Realtime models are trying to restore that missing layer. They can listen while speaking. They can notice when the user is thinking rather than yielding. They can react to visual cues. They can handle overlapping speech. They can speak at the right moment instead of waiting for a clean turn boundary.

That is valuable.

But presence is not memory.

A model that handles interruption beautifully is not therefore the right place to store the state of a long-running project. A model that notices a user’s posture is not therefore the right substrate for research, citation, publication, coding, provenance, or intellectual property. A model that feels alive in conversation is not necessarily the system that should own the canonical record.

The canonical record should live outside the realtime interaction layer.

For Choir, the canonical record is the artifact graph: vtexts, citations, sources, claims, transcripts, voice clips, revisions, code patches, background agent runs, track records, and public discourse dependencies. That graph is memory. It is inspectable. It is revisable. It persists across sessions. It can be searched, cited, forked, audited, published, and rewarded.

A realtime model can sit at the edge of that graph. It can help the user enter the system. It can understand speech, timing, and interruption. It can handle the social rhythm of interaction. But the artifact graph should remain sovereign.

This distinction prevents a common architectural error. When a system feels conversationally fluid, builders are tempted to treat the conversation as the product. The transcript becomes the memory. The voice session becomes the world. The model becomes the subject. Everything else is tool use.

That is backwards.

A conversation is a route through state. It is not the state.

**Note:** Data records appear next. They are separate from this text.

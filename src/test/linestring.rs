use crate::coord::Coordinates;

pub(crate) fn line_string() -> Coordinates {
    Coordinates::Positions(vec![vec![30., 10.], vec![10., 30.], vec![40., 40.]])
}
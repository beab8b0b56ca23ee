//! The closed set of geometry types this crate knows how to encode.

use std::fmt;
use std::str::FromStr;

use phf::phf_map;
use serde::{Deserialize, Serialize};

use crate::error::GeoSqlError;

/// A geometry type tag.
///
/// Serialized with its GeoJSON name (`"Point"`, `"MultiPolygon"`, ...). Parsing is
/// case-insensitive, so WKT keywords such as `LINESTRING` are accepted too.
#[derive(Debug, Clone, Copy, PartialEq, Eq, Hash, Serialize, Deserialize)]
#[serde(try_from = "String")]
pub enum GeometryKind {
    Point,
    MultiPoint,
    LineString,
    MultiLineString,
    Polygon,
    MultiPolygon,
}

static KIND_NAMES: phf::Map<&'static str, GeometryKind> = phf_map! {
    "point" => GeometryKind::Point,
    "multipoint" => GeometryKind::MultiPoint,
    "linestring" => GeometryKind::LineString,
    "multilinestring" => GeometryKind::MultiLineString,
    "polygon" => GeometryKind::Polygon,
    "multipolygon" => GeometryKind::MultiPolygon,
};

impl GeometryKind {
    /// The GeoJSON `type` member for this kind.
    pub fn name(&self) -> &'static str {
        match self {
            GeometryKind::Point => "Point",
            GeometryKind::MultiPoint => "MultiPoint",
            GeometryKind::LineString => "LineString",
            GeometryKind::MultiLineString => "MultiLineString",
            GeometryKind::Polygon => "Polygon",
            GeometryKind::MultiPolygon => "MultiPolygon",
        }
    }

    /// The WKT keyword for this kind.
    pub fn wkt_keyword(&self) -> &'static str {
        match self {
            GeometryKind::Point => "POINT",
            GeometryKind::MultiPoint => "MULTIPOINT",
            GeometryKind::LineString => "LINESTRING",
            GeometryKind::MultiLineString => "MULTILINESTRING",
            GeometryKind::Polygon => "POLYGON",
            GeometryKind::MultiPolygon => "MULTIPOLYGON",
        }
    }

    /// How many array levels wrap the numbers of a coordinate tree of this kind.
    ///
    /// A point is one level (`[x, y]`), a polygon three (`[[[x, y], ...], ...]`).
    pub fn depth(&self) -> usize {
        match self {
            GeometryKind::Point => 1,
            GeometryKind::MultiPoint | GeometryKind::LineString => 2,
            GeometryKind::MultiLineString | GeometryKind::Polygon => 3,
            GeometryKind::MultiPolygon => 4,
        }
    }

    /// Whether rings of this kind are closed on encode.
    pub fn has_rings(&self) -> bool {
        matches!(self, GeometryKind::Polygon | GeometryKind::MultiPolygon)
    }
}

impl fmt::Display for GeometryKind {
    fn fmt(&self, f: &mut fmt::Formatter<'_>) -> fmt::Result {
        f.write_str(self.name())
    }
}

impl FromStr for GeometryKind {
    type Err = GeoSqlError;

    fn from_str(s: &str) -> Result<Self, Self::Err> {
        KIND_NAMES
            .get(s.trim().to_ascii_lowercase().as_str())
            .copied()
            .ok_or_else(|| GeoSqlError::UnsupportedGeometryKind(s.to_string()))
    }
}

impl TryFrom<String> for GeometryKind {
    type Error = GeoSqlError;

    fn try_from(value: String) -> Result<Self, Self::Error> {
        value.parse()
    }
}

impl TryFrom<&str> for GeometryKind {
    type Error = GeoSqlError;

    fn try_from(value: &str) -> Result<Self, Self::Error> {
        value.parse()
    }
}

#[cfg(test)]
mod test {
    use super::*;

    #[test]
    fn parse_names_and_keywords() {
        assert_eq!("Point".parse::<GeometryKind>().unwrap(), GeometryKind::Point);
        assert_eq!(
            "MULTILINESTRING".parse::<GeometryKind>().unwrap(),
            GeometryKind::MultiLineString
        );
        assert_eq!(
            " polygon ".parse::<GeometryKind>().unwrap(),
            GeometryKind::Polygon
        );
    }

    #[test]
    fn reject_unknown_name() {
        let err = "GeometryCollection".parse::<GeometryKind>().unwrap_err();
        assert!(matches!(err, GeoSqlError::UnsupportedGeometryKind(name) if name == "GeometryCollection"));
    }

    #[test]
    fn serde_uses_geojson_names() {
        let json = serde_json::to_string(&GeometryKind::MultiPoint).unwrap();
        assert_eq!(json, "\"MultiPoint\"");
        let kind: GeometryKind = serde_json::from_str("\"linestring\"").unwrap();
        assert_eq!(kind, GeometryKind::LineString);
        assert!(serde_json::from_str::<GeometryKind>("\"Circle\"").is_err());
    }
}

A meeting is not the project. A phone call is not the codebase. A lecture is not the curriculum. A podcast is not the source archive. A conversation can generate artifacts, clarify decisions, and reveal intent, but the durable object must live elsewhere.

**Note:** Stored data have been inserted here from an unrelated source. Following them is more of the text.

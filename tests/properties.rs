//! Property-based tests for the codecs.
//!
//! - WKT round-trips for every kind, up to ring closure
//! - GeoJSON round-trips with and without an SRID
//! - Encoding closed rings is stable
//! - Degree/meter radius conversion round-trips

use approx::assert_relative_eq;
use geosql::algorithm::buffer::{to_target_unit, BufferMode, RadiusUnit};
use geosql::io::geojson::{to_array, to_geojson};
use geosql::io::wkt::{read_wkt, write_wkt};
use geosql::{Coord, Coordinates, Geometry, GeometryKind};
use proptest::prelude::*;

// ============================================================================
// Strategies
// ============================================================================

/// Whole degrees and micro-degree decimals, both of which survive a JSON float parse exactly.
fn component() -> impl Strategy<Value = f64> {
    prop_oneof![
        (-180i32..=180).prop_map(f64::from),
        (-180_000_000i64..=180_000_000).prop_map(|micro| micro as f64 / 1e6),
    ]
}

fn coord(arity: usize) -> impl Strategy<Value = Coord> {
    prop::collection::vec(component(), arity)
}

fn positions(arity: usize) -> impl Strategy<Value = Vec<Coord>> {
    prop::collection::vec(coord(arity), 1..12)
}

fn rings(arity: usize) -> impl Strategy<Value = Vec<Vec<Coord>>> {
    prop::collection::vec(positions(arity), 1..4)
}

/// A kind together with coordinates of the matching shape; all points share one arity.
fn geometry() -> impl Strategy<Value = (GeometryKind, Coordinates)> {
    (2usize..=4).prop_flat_map(|arity| {
        prop_oneof![
            coord(arity).prop_map(|c| (GeometryKind::Point, Coordinates::Position(c))),
            positions(arity).prop_map(|c| (GeometryKind::MultiPoint, Coordinates::Positions(c))),
            positions(arity).prop_map(|c| (GeometryKind::LineString, Coordinates::Positions(c))),
            rings(arity).prop_map(|c| (GeometryKind::MultiLineString, Coordinates::Rings(c))),
            rings(arity).prop_map(|c| (GeometryKind::Polygon, Coordinates::Rings(c))),
            prop::collection::vec(rings(arity), 1..3)
                .prop_map(|c| (GeometryKind::MultiPolygon, Coordinates::Polygons(c))),
        ]
    })
}

fn normalize(kind: GeometryKind, coordinates: Coordinates) -> Coordinates {
    Geometry::try_new(kind, coordinates)
        .unwrap()
        .normalize()
        .into_coordinates()
}

// ============================================================================
// WKT
// ============================================================================

proptest! {
    #[test]
    fn proptest_wkt_round_trip((kind, coordinates) in geometry()) {
        let text = write_wkt(kind, &coordinates).unwrap();
        let decoded = read_wkt(kind, &text).unwrap();
        prop_assert_eq!(decoded, normalize(kind, coordinates));
    }

    #[test]
    fn proptest_wkt_encoding_is_stable((kind, coordinates) in geometry()) {
        let first = write_wkt(kind, &coordinates).unwrap();
        let again = write_wkt(kind, &normalize(kind, coordinates.clone())).unwrap();
        prop_assert_eq!(&first, &again);
        prop_assert_eq!(first, write_wkt(kind, &coordinates).unwrap());
    }

    #[test]
    fn proptest_wkt_rejects_other_kinds((kind, coordinates) in geometry()) {
        let text = write_wkt(kind, &coordinates).unwrap();
        let other = if kind == GeometryKind::Point { GeometryKind::LineString } else { GeometryKind::Point };
        prop_assert!(read_wkt(other, &text).is_err());
    }
}

// ============================================================================
// GeoJSON
// ============================================================================

proptest! {
    #[test]
    fn proptest_geojson_round_trip(
        (kind, coordinates) in geometry(),
        srid in prop::option::of(1u32..100_000),
    ) {
        let text = to_geojson(kind, &coordinates, srid).unwrap();
        prop_assert_eq!(srid.is_some(), text.contains("\"crs\""));
        prop_assert_eq!(to_array(&text).unwrap(), coordinates);
    }
}

// ============================================================================
// Radius conversion
// ============================================================================

proptest! {
    #[test]
    fn proptest_degree_meter_round_trip(radius in 1.0e-6f64..90.0) {
        let meters = to_target_unit(radius, RadiusUnit::Degree, BufferMode::Geography);
        let degrees = to_target_unit(meters, RadiusUnit::Meter, BufferMode::Geometry);
        assert_relative_eq!(degrees, radius, max_relative = 1e-12);
    }

    #[test]
    fn proptest_kilometer_paths_agree(radius in 1.0e-6f64..10_000.0) {
        let via_degrees = to_target_unit(
            to_target_unit(radius, RadiusUnit::Kilometer, BufferMode::Geometry),
            RadiusUnit::Degree,
            BufferMode::Geography,
        );
        let direct = to_target_unit(radius, RadiusUnit::Kilometer, BufferMode::Geography);
        assert_relative_eq!(via_degrees, direct, max_relative = 1e-12);
    }
}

Voice AI should follow the same rule.

The realtime layer is useful when the user says: wait, go deeper, skip this, what is the source, return to the main thread, pause while I think, save that as a vtext, tell the coding agent to test the verifier. Those utterances should become events. They should update the route through the artifact graph. They should not disappear into a transient voice session.

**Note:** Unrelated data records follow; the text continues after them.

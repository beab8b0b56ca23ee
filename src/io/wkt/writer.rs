use itertools::Itertools;

use crate::coord::{check_finite, close_ring, Coord, Coordinates};
use crate::error::{GeoSqlError, Result};
use crate::kind::GeometryKind;

/// Encode a coordinate tree as WKT for the given kind.
///
/// Components are space separated and points comma separated with no padding, e.g.
/// `LINESTRING(0 0,1 1)`. Polygon and MultiPolygon rings that are not closed get a copy of
/// their first point appended; an already closed ring is written as is.
///
/// Fails with [`GeoSqlError::EmptyGeometry`] instead of writing degenerate text such as
/// `POINT()`, with [`GeoSqlError::ShapeMismatch`] when the tree depth does not fit `kind` and
/// with [`GeoSqlError::MalformedCoordinate`] on a NaN or infinite component.
pub fn write_wkt(kind: GeometryKind, coordinates: &Coordinates) -> Result<String> {
    if coordinates.is_empty() {
        return Err(GeoSqlError::EmptyGeometry(kind));
    }
    if coordinates.depth() != kind.depth() {
        return Err(GeoSqlError::ShapeMismatch {
            kind,
            expected: kind.depth(),
            found: coordinates.depth(),
        });
    }

    let body = match coordinates {
        Coordinates::Position(coord) => position_to_wkt(kind, coord)?,
        Coordinates::Positions(coords) => positions_to_wkt(kind, coords)?,
        Coordinates::Rings(rings) => rings_to_wkt(kind, rings)?,
        Coordinates::Polygons(polygons) => {
            if polygons.is_empty() {
                return Err(GeoSqlError::EmptyGeometry(kind));
            }
            polygons
                .iter()
                .map(|rings| rings_to_wkt(kind, rings).map(|rings| format!("({})", rings)))
                .collect::<Result<Vec<_>>>()?
                .join(",")
        }
    };

    Ok(format!("{}({})", kind.wkt_keyword(), body))
}

fn position_to_wkt(kind: GeometryKind, coord: &Coord) -> Result<String> {
    if coord.is_empty() {
        return Err(GeoSqlError::EmptyGeometry(kind));
    }
    check_finite(coord)?;
    Ok(coord.iter().join(" "))
}

fn positions_to_wkt(kind: GeometryKind, coords: &[Coord]) -> Result<String> {
    if coords.is_empty() {
        return Err(GeoSqlError::EmptyGeometry(kind));
    }
    Ok(coords
        .iter()
        .map(|coord| position_to_wkt(kind, coord))
        .collect::<Result<Vec<_>>>()?
        .join(","))
}

fn rings_to_wkt(kind: GeometryKind, rings: &[Vec<Coord>]) -> Result<String> {
    if rings.is_empty() {
        return Err(GeoSqlError::EmptyGeometry(kind));
    }
    let mut out = Vec::with_capacity(rings.len());
    for ring in rings {
        let points = if kind.has_rings() {
            let mut closed = ring.clone();
            close_ring(&mut closed);
            positions_to_wkt(kind, &closed)?
        } else {
            positions_to_wkt(kind, ring)?
        };
        out.push(format!("({})", points));
    }
    Ok(out.join(","))
}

The deeper system needs background agents. A research agent may search and parse sources. A coding agent may run in a VM. A verifier agent may inspect traces. A radio producer may sequence the next audio segment. A citation agent may retrieve prior relevant work. These agents require state, permissions, logs, rollback, provenance, and durable memory. None of that should be trapped inside a realtime voice model’s context window.

The distinction can be compressed:

Realtime models solve presence.

Multiagent systems solve search.

Artifact graphs solve memory.

A serious audio product needs all three, but they should not be collapsed into one thing.

The realtime model should handle the living edge of the interaction: speech, silence, timing, interruption, video, gesture, and attention. The background system should handle long-horizon cognition. The artifact graph should preserve what matters.

This makes the voice layer replaceable. Today it might be STT plus TTS. Tomorrow it might be a native full-duplex interaction model. Later it might be local, multimodal, always-on, and extremely good at timing. Fine. The front-end can improve.

But the memory should not move.

If the product is built correctly, a better interaction model can be swapped into the edge without changing the deeper architecture. The user still has vtexts. The platform still has citations. The radio still plays original human voices. The agents still work on artifacts. The public graph still tracks provenance and future relevance.

The danger of realtime AI is that it makes presence feel like intelligence.

The opportunity is to let presence serve intelligence.

Choir should not become a talking robot. It should become a living artifact system that can speak.